VideoCabaret
Registered Name: VIDEO CABARET INTERNATIONAL
Business No: 130113673RR0001
This organization is designated by Canada Revenue Agency (CRA) as a registered charity. They comply with the CRA's requirements and has been issued a charitable registration number.
Toronto's oldest independent theatre company, producers of CANADA'S HISTORY PLAYS.

VideoCabaret's founding playwrights have written many enduring works. The company designers, actors, and directors are celebrated for their unique stagings of plays, multi-media cabarets, and musicals.
VideoCabaret debuted in a Toronto gallery in 1976. Characters included: playwrights Michael Hollingsworth and Deanne Taylor; the Hummer Sisters performance troupe; art-rock composer Andrew Paterson; video-prodigy Chris Clifford. Together we created the first theatre productions integrating video-cameras, piles of hot-wired TV’s, and live rock'n'roll -- genre-mashing spectacles staged across Canada, in New York and London.
In the early eighties, VideoCabaret moved into The Cameron House, a music club on a scruffy stretch of Queen Street West. We wired the building for video, joining our upstairs studio and the Cameron stage in a half-real half-virtual theatre space, where Michael staged adaptations of BRAVE NEW WORLD and 1984, while Deanne and the Hummers created political video-cabarets such as HUMMER FOR MAYOR, involving hundreds of actors, musicians, writers and painters.
Through the eighties and nineties VideoCab enjoyed co-productions with Theatre Passe Muraille, Factory Theatre and the Theatre Centre. Core artists invented the 'black-box' style for Michael's twenty-one-part cycle: THE HISTORY OF THE VILLAGE OF THE SMALL HUTS, and honed the 'video-cabaret' style for Deanne's plays about mass-media politics and other themes. With Shadowland Theatre, we joined with artists from Trinidad & Tobago and from Toronto's Caribbean and Indigenous communities to create Mas(querade) Bands for Toronto's Caribana and to study Mas-making in T&T.
From 2000, VideoCab rehearsed and performed our plays in a tiny theatre we built in the backroom of the Cameron. Apparently we had become too small to fail, so Stratford discovered us in 2012 and co-produced THE WAR OF 1812 for two sold-out months. A remount at Soulpepper in Toronto and the Magnetic North Festival in Ottawa kicked off a five-year association with Soulpepper that expanded our scale of production, and our vision for the future.
At the Deanne Taylor Theatre on 10 Busy Street, VideoCab will be able to seat 50-90 for different stagings. The company is looking forward to exploring new and multidisciplinary works for our theatre space going forward. Our 2024-2025 season has a record number of programming. For instance, for the Summer of 2025, we will present our first ever contemporary dance program featuring works from award-winning choreographer Jera Wolfe and Peggy Baker. We have also partnered with Puppetmongers to bring puppetry to our space for this past holiday season which brought in very young audiences to our theatre space. The next generation of theatre-makers will be supported with time and technology to develop, design, rehearse, showcase, and perform, marvelous scripts and stagings.

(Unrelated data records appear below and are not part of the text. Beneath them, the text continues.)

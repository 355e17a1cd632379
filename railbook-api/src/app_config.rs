use serde::Deserialize;
use std::env;
use std::time::Duration;
use railbook_booking::DEFAULT_SESSION_TTL_SECS;

#[derive(Debug, Deserialize, Clone)]
pub struct Config {
    pub server: ServerConfig,
    pub booking: BookingConfig,
    pub simulation: SimulationConfig,
    #[serde(default)]
    pub cors: CorsConfig,
}

#[derive(Debug, Deserialize, Clone)]
pub struct ServerConfig {
    pub port: u16,
}

#[derive(Debug, Deserialize, Clone)]
pub struct BookingConfig {
    /// Per-passenger fee in whole rupees
    pub service_fee: u32,
    /// Idle sessions older than this are dropped
    #[serde(default = "default_session_ttl_secs")]
    pub session_ttl_secs: u64,
}

impl BookingConfig {
    pub fn session_ttl(&self) -> Duration {
        Duration::from_secs(self.session_ttl_secs)
    }
}

fn default_session_ttl_secs() -> u64 {
    DEFAULT_SESSION_TTL_SECS as u64
}

#[derive(Debug, Deserialize, Clone)]
pub struct SimulationConfig {
    pub payment_delay_ms: u64,
    pub search_delay_ms: u64,
}

impl SimulationConfig {
    pub fn payment_delay(&self) -> Duration {
        Duration::from_millis(self.payment_delay_ms)
    }

    pub fn search_delay(&self) -> Duration {
        Duration::from_millis(self.search_delay_ms)
    }
}

#[derive(Debug, Deserialize, Clone)]
pub struct CorsConfig {
    #[serde(default = "default_allow_any_origin")]
    pub allow_any_origin: bool,
}

impl Default for CorsConfig {
    fn default() -> Self {
        Self { allow_any_origin: default_allow_any_origin() }
    }
}

fn default_allow_any_origin() -> bool { true }

impl Default for Config {
    fn default() -> Self {
        Self {
            server: ServerConfig { port: 8080 },
            booking: BookingConfig {
                service_fee: 30,
                session_ttl_secs: default_session_ttl_secs(),
            },
            simulation: SimulationConfig {
                payment_delay_ms: 2000,
                search_delay_ms: 1000,
            },
            cors: CorsConfig::default(),
        }
    }
}

impl Config {
    pub fn load() -> Result<Self, config::ConfigError> {
        let run_mode = env::var("RUN_MODE").unwrap_or_else(|_| "development".into());

        let s = config::Config::builder()
            .add_source(config::File::with_name("config/default"))
            .add_source(config::File::with_name(&format!("config/{}", run_mode)).required(false))
            // Untracked developer overrides
            .add_source(config::File::with_name("config/local").required(false))
            // e.g. RAILBOOK_SERVER__PORT=9000
            .add_source(config::Environment::with_prefix("RAILBOOK").separator("__"))
            .build()?;

        s.try_deserialize()
    }
}

#[cfg(test)]
mod tests {
    use super::*;

    #[test]
    fn test_deserialize_from_toml() {
        let raw = r#"
            [server]
            port = 9000

            [booking]
            service_fee = 45

            [simulation]
            payment_delay_ms = 10
            search_delay_ms = 0
        "#;

        let config: Config = config::Config::builder()
            .add_source(config::File::from_str(raw, config::FileFormat::Toml))
            .build()
            .unwrap()
            .try_deserialize()
            .unwrap();

        assert_eq!(config.server.port, 9000);
        assert_eq!(config.booking.service_fee, 45);
        assert_eq!(config.simulation.payment_delay(), Duration::from_millis(10));
        assert_eq!(config.booking.session_ttl(), Duration::from_secs(1800));
        assert!(config.cors.allow_any_origin);
    }
}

VideoCabaret's work has been recognized by scores of Dora Nominations, dozens of Awards, and many peer honours. In 2018, Richard Clarkin (John A. Macdonald), the Ensemble of Actors, and Costume Designers Astrid Janson and Mel McNeill were nominated for Doras. The Dora Award for Outstanding Actor went to Michaela Washburn for her portrayal of Louis Riel.
VideoCabaret received the 2016 Critics’ Award for Outstanding Body of Work and Ensemble Extraordinaire.
Michael Hollingsworth is a recipient of the Silver Ticket Award for outstanding contribution to Canadian Theatre.
Layne Coleman who is the current Interim Artistic Director is also a recipient of the Silver Ticket Award.